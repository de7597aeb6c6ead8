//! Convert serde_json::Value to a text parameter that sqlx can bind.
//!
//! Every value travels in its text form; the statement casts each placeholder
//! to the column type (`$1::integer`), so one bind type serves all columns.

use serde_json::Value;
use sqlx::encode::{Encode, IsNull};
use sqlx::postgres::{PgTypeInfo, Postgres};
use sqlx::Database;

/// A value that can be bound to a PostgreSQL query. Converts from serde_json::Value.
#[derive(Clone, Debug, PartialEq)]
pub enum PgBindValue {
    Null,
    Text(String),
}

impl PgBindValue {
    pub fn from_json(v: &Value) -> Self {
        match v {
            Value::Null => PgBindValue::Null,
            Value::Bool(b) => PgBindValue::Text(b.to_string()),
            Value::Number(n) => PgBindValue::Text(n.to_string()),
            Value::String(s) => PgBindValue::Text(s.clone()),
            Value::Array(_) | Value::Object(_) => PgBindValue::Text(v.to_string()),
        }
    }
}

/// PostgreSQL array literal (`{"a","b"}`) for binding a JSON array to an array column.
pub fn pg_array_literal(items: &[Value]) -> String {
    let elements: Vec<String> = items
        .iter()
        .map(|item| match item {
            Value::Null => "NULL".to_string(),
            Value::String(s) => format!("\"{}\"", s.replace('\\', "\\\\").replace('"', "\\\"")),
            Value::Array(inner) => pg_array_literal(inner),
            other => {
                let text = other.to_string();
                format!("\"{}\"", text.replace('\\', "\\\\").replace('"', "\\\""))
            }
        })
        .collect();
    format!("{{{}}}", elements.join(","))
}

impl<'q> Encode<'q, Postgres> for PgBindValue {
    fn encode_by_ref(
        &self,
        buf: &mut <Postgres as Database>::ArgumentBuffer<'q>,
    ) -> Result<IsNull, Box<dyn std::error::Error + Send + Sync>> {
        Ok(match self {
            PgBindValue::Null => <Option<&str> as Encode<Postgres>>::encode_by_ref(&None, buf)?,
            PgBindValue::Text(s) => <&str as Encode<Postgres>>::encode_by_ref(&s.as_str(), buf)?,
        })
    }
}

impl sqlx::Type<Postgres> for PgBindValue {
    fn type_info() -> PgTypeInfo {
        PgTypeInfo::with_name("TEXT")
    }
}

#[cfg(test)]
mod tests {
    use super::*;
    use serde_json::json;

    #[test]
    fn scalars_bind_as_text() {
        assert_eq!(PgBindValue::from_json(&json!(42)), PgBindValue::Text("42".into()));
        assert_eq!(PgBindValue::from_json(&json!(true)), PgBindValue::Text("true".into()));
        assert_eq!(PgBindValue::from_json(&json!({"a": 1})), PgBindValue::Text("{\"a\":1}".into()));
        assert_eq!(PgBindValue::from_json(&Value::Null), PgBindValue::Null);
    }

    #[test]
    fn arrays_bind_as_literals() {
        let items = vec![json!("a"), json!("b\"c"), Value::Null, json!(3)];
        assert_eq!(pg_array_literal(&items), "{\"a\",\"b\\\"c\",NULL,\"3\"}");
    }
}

Exercise brief
Retype the data in full and match it exactly.

The completed task
repository de7597aeb6c6ead8
//! Convert serde_json::Value to a text parameter that sqlx can bind.
//!
//! Every value travels in its text form; the statement casts each placeholder
//! to the column type (`$1::integer`), so one bind type serves all columns.

use serde_json::Value;
use sqlx::encode::{Encode, IsNull};
use sqlx::postgres::{PgTypeInfo, Postgres};
use sqlx::Database;

/// A value that can be bound to a PostgreSQL query. Converts from serde_json::Value.
#[derive(Clone, Debug, PartialEq)]
pub enum PgBindValue {
    Null,
    Text(String),
}

impl PgBindValue {
    pub fn from_json(v: &Value) -> Self {
        match v {
            Value::Null => PgBindValue::Null,
            Value::Bool(b) => PgBindValue::Text(b.to_string()),
            Value::Number(n) => PgBindValue::Text(n.to_string()),
            Value::String(s) => PgBindValue::Text(s.clone()),
            Value::Array(_) | Value::Object(_) => PgBindValue::Text(v.to_string()),
        }
    }
}

/// PostgreSQL array literal (`{"a","b"}`) for binding a JSON array to an array column.
pub fn pg_array_literal(items: &[Value]) -> String {
    let elements: Vec<String> = items
        .iter()
        .map(|item| match item {
            Value::Null => "NULL".to_string(),
            Value::String(s) => format!("\"{}\"", s.replace('\\', "\\\\").replace('"', "\\\"")),
            Value::Array(inner) => pg_array_literal(inner),
            other => {
                let text = other.to_string();
                format!("\"{}\"", text.replace('\\', "\\\\").replace('"', "\\\""))
            }
        })
        .collect();
    format!("{{{}}}", elements.join(","))
}

impl<'q> Encode<'q, Postgres> for PgBindValue {
    fn encode_by_ref(
        &self,
        buf: &mut <Postgres as Database>::ArgumentBuffer<'q>,
    ) -> Result<IsNull, Box<dyn std::error::Error + Send + Sync>> {
        Ok(match self {
            PgBindValue::Null => <Option<&str> as Encode<Postgres>>::encode_by_ref(&None, buf)?,
            PgBindValue::Text(s) => <&str as Encode<Postgres>>::encode_by_ref(&s.as_str(), buf)?,
        })
    }
}

impl sqlx::Type<Postgres> for PgBindValue {
    fn type_info() -> PgTypeInfo {
        PgTypeInfo::with_name("TEXT")
    }
}

#[cfg(test)]
mod tests {
    use super::*;
    use serde_json::json;

    #[test]
    fn scalars_bind_as_text() {
        assert_eq!(PgBindValue::from_json(&json!(42)), PgBindValue::Text("42".into()));
        assert_eq!(PgBindValue::from_json(&json!(true)), PgBindValue::Text("true".into()));
        assert_eq!(PgBindValue::from_json(&json!({"a": 1})), PgBindValue::Text("{\"a\":1}".into()));
        assert_eq!(PgBindValue::from_json(&Value::Null), PgBindValue::Null);
    }

    #[test]
    fn arrays_bind_as_literals() {
        let items = vec![json!("a"), json!("b\"c"), Value::Null, json!(3)];
        assert_eq!(pg_array_literal(&items), "{\"a\",\"b\\\"c\",NULL,\"3\"}");
    }
}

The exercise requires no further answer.